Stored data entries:
►

use num_enum::TryFromPrimitive;

use crate::error::ErrorKind;
use crate::Tag;



#[allow(clippy::float_cmp)]
mod dynamic;

macro_rules! check_tags {
    {$($tag:ident = $val:literal),* $(,)?} => {
        $(
            assert_eq!(u8::from(Tag::$tag), $val);
            assert_eq!(Tag::try_from($val as u8), Ok(Tag::$tag));
        )*
    };
}

#[test]
fn exhaustive_tag_check() {
    check_tags! {
        End = 0,
        Byte = 1,
        Short = 2,
        Int = 3,
        Long = 4,
        Float = 5,
        Double = 6,
        ByteArray = 7,
        String = 8,
        List = 9,
        Compound = 10,
        IntArray = 11,
    }

    for value in 12..=u8::MAX {
        assert!(Tag::try_from(value).is_err())
    }
}

#[test]
fn numeric_tags() {
    let numeric: Vec<_> = (0..=11u8)
        .filter_map(|b| Tag::try_from(b).ok())
        .filter(|t| t.is_numeric())
        .collect();
    assert_eq!(
        numeric,
        [Tag::Byte, Tag::Short, Tag::Int, Tag::Long, Tag::Float, Tag::Double]
    );
    assert!(Tag::Long.is_integer());
    assert!(!Tag::Float.is_integer());
    assert_eq!(Tag::IntArray.to_string(), "TAG_Int_Array");
}

#[test]
fn stable_error_codes() {
    let kinds = [
        ErrorKind::NoError,
        ErrorKind::Memory,
        ErrorKind::Read,
        ErrorKind::Write,
        ErrorKind::Compression,
        ErrorKind::UnknownTag,
        ErrorKind::WrongType,
        ErrorKind::ObjectTooLarge,
        ErrorKind::WrongRootName,
        ErrorKind::InvalidSchema,
    ];

    for (code, kind) in kinds.iter().enumerate() {
        assert_eq!(u8::from(*kind), code as u8);
        assert_eq!(ErrorKind::try_from_primitive(code as u8).unwrap(), *kind);
    }
    assert!(ErrorKind::try_from_primitive(10u8).is_err());
}
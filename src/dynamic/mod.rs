//! The loosely typed tree applications exchange with the codec.
//!
//! [`DynValue`] only distinguishes maps, lists, strings, byte buffers, int
//! arrays and numbers. The NBT width of a number is optional: a
//! [`Number`] either carries the tag it was read with (so it is written
//! back with the same tag) or is plain, in which case a schema or the
//! smallest-type rule picks its width when written.
mod convert;
mod de;
mod ser;

use indexmap::IndexMap;

use crate::{Tag, Value};

pub use self::convert::{from_value, to_value};

/// A number, either tagged with its NBT width or plain.
#[derive(Debug, Clone, Copy, PartialEq)]
pub enum Number {
    Byte(i8),
    Short(i16),
    Int(i32),
    Long(i64),
    Float(f32),
    Double(f64),
    /// An integer with no particular width.
    Integer(i64),
    /// A floating point number with no particular width. Written as Double
    /// unless a schema says otherwise.
    Real(f64),
}

impl Number {
    /// The width this number is tagged with, None for plain numbers.
    pub fn tag(&self) -> Option<Tag> {
        match self {
            Number::Byte(_) => Some(Tag::Byte),
            Number::Short(_) => Some(Tag::Short),
            Number::Int(_) => Some(Tag::Int),
            Number::Long(_) => Some(Tag::Long),
            Number::Float(_) => Some(Tag::Float),
            Number::Double(_) => Some(Tag::Double),
            Number::Integer(_) | Number::Real(_) => None,
        }
    }

    pub fn is_plain(&self) -> bool {
        self.tag().is_none()
    }

    /// Drop the width tag, keeping the value.
    pub fn into_plain(self) -> Number {
        match self {
            Number::Byte(v) => Number::Integer(v as i64),
            Number::Short(v) => Number::Integer(v as i64),
            Number::Int(v) => Number::Integer(v as i64),
            Number::Long(v) => Number::Integer(v),
            Number::Float(v) => Number::Real(v as f64),
            Number::Double(v) => Number::Real(v),
            plain => plain,
        }
    }

    pub fn as_i64(&self) -> Option<i64> {
        match *self {
            Number::Byte(v) => Some(v as i64),
            Number::Short(v) => Some(v as i64),
            Number::Int(v) => Some(v as i64),
            Number::Long(v) | Number::Integer(v) => Some(v),
            Number::Float(v) => real_as_i64(v as f64),
            Number::Double(v) | Number::Real(v) => real_as_i64(v),
        }
    }

    pub fn as_f64(&self) -> f64 {
        match *self {
            Number::Byte(v) => v as f64,
            Number::Short(v) => v as f64,
            Number::Int(v) => v as f64,
            Number::Long(v) | Number::Integer(v) => v as f64,
            Number::Float(v) => v as f64,
            Number::Double(v) | Number::Real(v) => v,
        }
    }
}

// Float to int casts saturate, so only whole values inside the range of an
// i64 convert.
fn real_as_i64(x: f64) -> Option<i64> {
    match Value::Double(x).cast(Tag::Long) {
        Some(Value::Long(v)) => Some(v),
        _ => None,
    }
}

/// A loosely typed NBT tree.
///
/// ```
/// # use nbtcodec::{DynValue, Number};
/// let v: DynValue = serde_json::from_str(r#"{ "name": "Steve", "hp": 20 }"#).unwrap();
/// assert_eq!(v.get("hp"), Some(&DynValue::Number(Number::Integer(20))));
/// ```
#[derive(Debug, Clone, PartialEq)]
pub enum DynValue {
    Map(IndexMap<String, DynValue>),
    List(Vec<DynValue>),
    /// An empty list read with a concrete element tag. It is written back
    /// with that tag unless a schema names another one.
    EmptyList(Tag),
    /// A sequence of 32 bit integers stored as an NBT IntArray.
    IntArray(Vec<i32>),
    String(String),
    /// Raw bytes, stored as an NBT ByteArray.
    Data(Vec<u8>),
    Number(Number),
}

impl DynValue {
    /// A plain integer, written with the smallest fitting width.
    pub fn integer(n: i64) -> Self {
        DynValue::Number(Number::Integer(n))
    }

    /// A plain floating point number.
    pub fn real(x: f64) -> Self {
        DynValue::Number(Number::Real(x))
    }

    pub fn get(&self, key: &str) -> Option<&DynValue> {
        match self {
            DynValue::Map(m) => m.get(key),
            _ => None,
        }
    }

    pub fn as_number(&self) -> Option<Number> {
        match self {
            DynValue::Number(n) => Some(*n),
            _ => None,
        }
    }

    pub fn as_str(&self) -> Option<&str> {
        match self {
            DynValue::String(s) => Some(s),
            _ => None,
        }
    }

    pub(crate) fn kind_name(&self) -> &'static str {
        match self {
            DynValue::Map(_) => "map",
            DynValue::List(_) => "list",
            DynValue::EmptyList(_) => "empty list",
            DynValue::IntArray(_) => "int array",
            DynValue::String(_) => "string",
            DynValue::Data(_) => "data",
            DynValue::Number(_) => "number",
        }
    }
}

macro_rules! from {
    ($type:ty, $variant:ident $(, $($part:tt)+)?) => {
        impl From<$type> for DynValue {
            fn from(val: $type) -> Self {
                DynValue::$variant(val$($($part)+)?)
            }
        }
    };
}
from!(Number, Number);
from!(String, String);
from!(&str, String, .to_owned());
from!(Vec<u8>, Data);
from!(Vec<i32>, IntArray);
from!(Vec<DynValue>, List);
from!(IndexMap<String, DynValue>, Map);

◄

◆ **The task**
Your answer should be the records above, set down exactly.

◆ **Solution to the problem**
use num_enum::TryFromPrimitive;

use crate::error::ErrorKind;
use crate::Tag;



#[allow(clippy::float_cmp)]
mod dynamic;

macro_rules! check_tags {
    {$($tag:ident = $val:literal),* $(,)?} => {
        $(
            assert_eq!(u8::from(Tag::$tag), $val);
            assert_eq!(Tag::try_from($val as u8), Ok(Tag::$tag));
        )*
    };
}

#[test]
fn exhaustive_tag_check() {
    check_tags! {
        End = 0,
        Byte = 1,
        Short = 2,
        Int = 3,
        Long = 4,
        Float = 5,
        Double = 6,
        ByteArray = 7,
        String = 8,
        List = 9,
        Compound = 10,
        IntArray = 11,
    }

    for value in 12..=u8::MAX {
        assert!(Tag::try_from(value).is_err())
    }
}

#[test]
fn numeric_tags() {
    let numeric: Vec<_> = (0..=11u8)
        .filter_map(|b| Tag::try_from(b).ok())
        .filter(|t| t.is_numeric())
        .collect();
    assert_eq!(
        numeric,
        [Tag::Byte, Tag::Short, Tag::Int, Tag::Long, Tag::Float, Tag::Double]
    );
    assert!(Tag::Long.is_integer());
    assert!(!Tag::Float.is_integer());
    assert_eq!(Tag::IntArray.to_string(), "TAG_Int_Array");
}

#[test]
fn stable_error_codes() {
    let kinds = [
        ErrorKind::NoError,
        ErrorKind::Memory,
        ErrorKind::Read,
        ErrorKind::Write,
        ErrorKind::Compression,
        ErrorKind::UnknownTag,
        ErrorKind::WrongType,
        ErrorKind::ObjectTooLarge,
        ErrorKind::WrongRootName,
        ErrorKind::InvalidSchema,
    ];

    for (code, kind) in kinds.iter().enumerate() {
        assert_eq!(u8::from(*kind), code as u8);
        assert_eq!(ErrorKind::try_from_primitive(code as u8).unwrap(), *kind);
    }
    assert!(ErrorKind::try_from_primitive(10u8).is_err());
}
filename src/dynamic/mod.rs
//! The loosely typed tree applications exchange with the codec.
//!
//! [`DynValue`] only distinguishes maps, lists, strings, byte buffers, int
//! arrays and numbers. The NBT width of a number is optional: a
//! [`Number`] either carries the tag it was read with (so it is written
//! back with the same tag) or is plain, in which case a schema or the
//! smallest-type rule picks its width when written.
mod convert;
mod de;
mod ser;

use indexmap::IndexMap;

use crate::{Tag, Value};

pub use self::convert::{from_value, to_value};

/// A number, either tagged with its NBT width or plain.
#[derive(Debug, Clone, Copy, PartialEq)]
pub enum Number {
    Byte(i8),
    Short(i16),
    Int(i32),
    Long(i64),
    Float(f32),
    Double(f64),
    /// An integer with no particular width.
    Integer(i64),
    /// A floating point number with no particular width. Written as Double
    /// unless a schema says otherwise.
    Real(f64),
}

impl Number {
    /// The width this number is tagged with, None for plain numbers.
    pub fn tag(&self) -> Option<Tag> {
        match self {
            Number::Byte(_) => Some(Tag::Byte),
            Number::Short(_) => Some(Tag::Short),
            Number::Int(_) => Some(Tag::Int),
            Number::Long(_) => Some(Tag::Long),
            Number::Float(_) => Some(Tag::Float),
            Number::Double(_) => Some(Tag::Double),
            Number::Integer(_) | Number::Real(_) => None,
        }
    }

    pub fn is_plain(&self) -> bool {
        self.tag().is_none()
    }

    /// Drop the width tag, keeping the value.
    pub fn into_plain(self) -> Number {
        match self {
            Number::Byte(v) => Number::Integer(v as i64),
            Number::Short(v) => Number::Integer(v as i64),
            Number::Int(v) => Number::Integer(v as i64),
            Number::Long(v) => Number::Integer(v),
            Number::Float(v) => Number::Real(v as f64),
            Number::Double(v) => Number::Real(v),
            plain => plain,
        }
    }

    pub fn as_i64(&self) -> Option<i64> {
        match *self {
            Number::Byte(v) => Some(v as i64),
            Number::Short(v) => Some(v as i64),
            Number::Int(v) => Some(v as i64),
            Number::Long(v) | Number::Integer(v) => Some(v),
            Number::Float(v) => real_as_i64(v as f64),
            Number::Double(v) | Number::Real(v) => real_as_i64(v),
        }
    }

    pub fn as_f64(&self) -> f64 {
        match *self {
            Number::Byte(v) => v as f64,
            Number::Short(v) => v as f64,
            Number::Int(v) => v as f64,
            Number::Long(v) | Number::Integer(v) => v as f64,
            Number::Float(v) => v as f64,
            Number::Double(v) | Number::Real(v) => v,
        }
    }
}

// Float to int casts saturate, so only whole values inside the range of an
// i64 convert.
fn real_as_i64(x: f64) -> Option<i64> {
    match Value::Double(x).cast(Tag::Long) {
        Some(Value::Long(v)) => Some(v),
        _ => None,
    }
}

/// A loosely typed NBT tree.
///
/// ```
/// # use nbtcodec::{DynValue, Number};
/// let v: DynValue = serde_json::from_str(r#"{ "name": "Steve", "hp": 20 }"#).unwrap();
/// assert_eq!(v.get("hp"), Some(&DynValue::Number(Number::Integer(20))));
/// ```
#[derive(Debug, Clone, PartialEq)]
pub enum DynValue {
    Map(IndexMap<String, DynValue>),
    List(Vec<DynValue>),
    /// An empty list read with a concrete element tag. It is written back
    /// with that tag unless a schema names another one.
    EmptyList(Tag),
    /// A sequence of 32 bit integers stored as an NBT IntArray.
    IntArray(Vec<i32>),
    String(String),
    /// Raw bytes, stored as an NBT ByteArray.
    Data(Vec<u8>),
    Number(Number),
}

impl DynValue {
    /// A plain integer, written with the smallest fitting width.
    pub fn integer(n: i64) -> Self {
        DynValue::Number(Number::Integer(n))
    }

    /// A plain floating point number.
    pub fn real(x: f64) -> Self {
        DynValue::Number(Number::Real(x))
    }

    pub fn get(&self, key: &str) -> Option<&DynValue> {
        match self {
            DynValue::Map(m) => m.get(key),
            _ => None,
        }
    }

    pub fn as_number(&self) -> Option<Number> {
        match self {
            DynValue::Number(n) => Some(*n),
            _ => None,
        }
    }

    pub fn as_str(&self) -> Option<&str> {
        match self {
            DynValue::String(s) => Some(s),
            _ => None,
        }
    }

    pub(crate) fn kind_name(&self) -> &'static str {
        match self {
            DynValue::Map(_) => "map",
            DynValue::List(_) => "list",
            DynValue::EmptyList(_) => "empty list",
            DynValue::IntArray(_) => "int array",
            DynValue::String(_) => "string",
            DynValue::Data(_) => "data",
            DynValue::Number(_) => "number",
        }
    }
}

macro_rules! from {
    ($type:ty, $variant:ident $(, $($part:tt)+)?) => {
        impl From<$type> for DynValue {
            fn from(val: $type) -> Self {
                DynValue::$variant(val$($($part)+)?)
            }
        }
    };
}
from!(Number, Number);
from!(String, String);
from!(&str, String, .to_owned());
from!(Vec<u8>, Data);
from!(Vec<i32>, IntArray);
from!(Vec<DynValue>, List);
from!(IndexMap<String, DynValue>, Map);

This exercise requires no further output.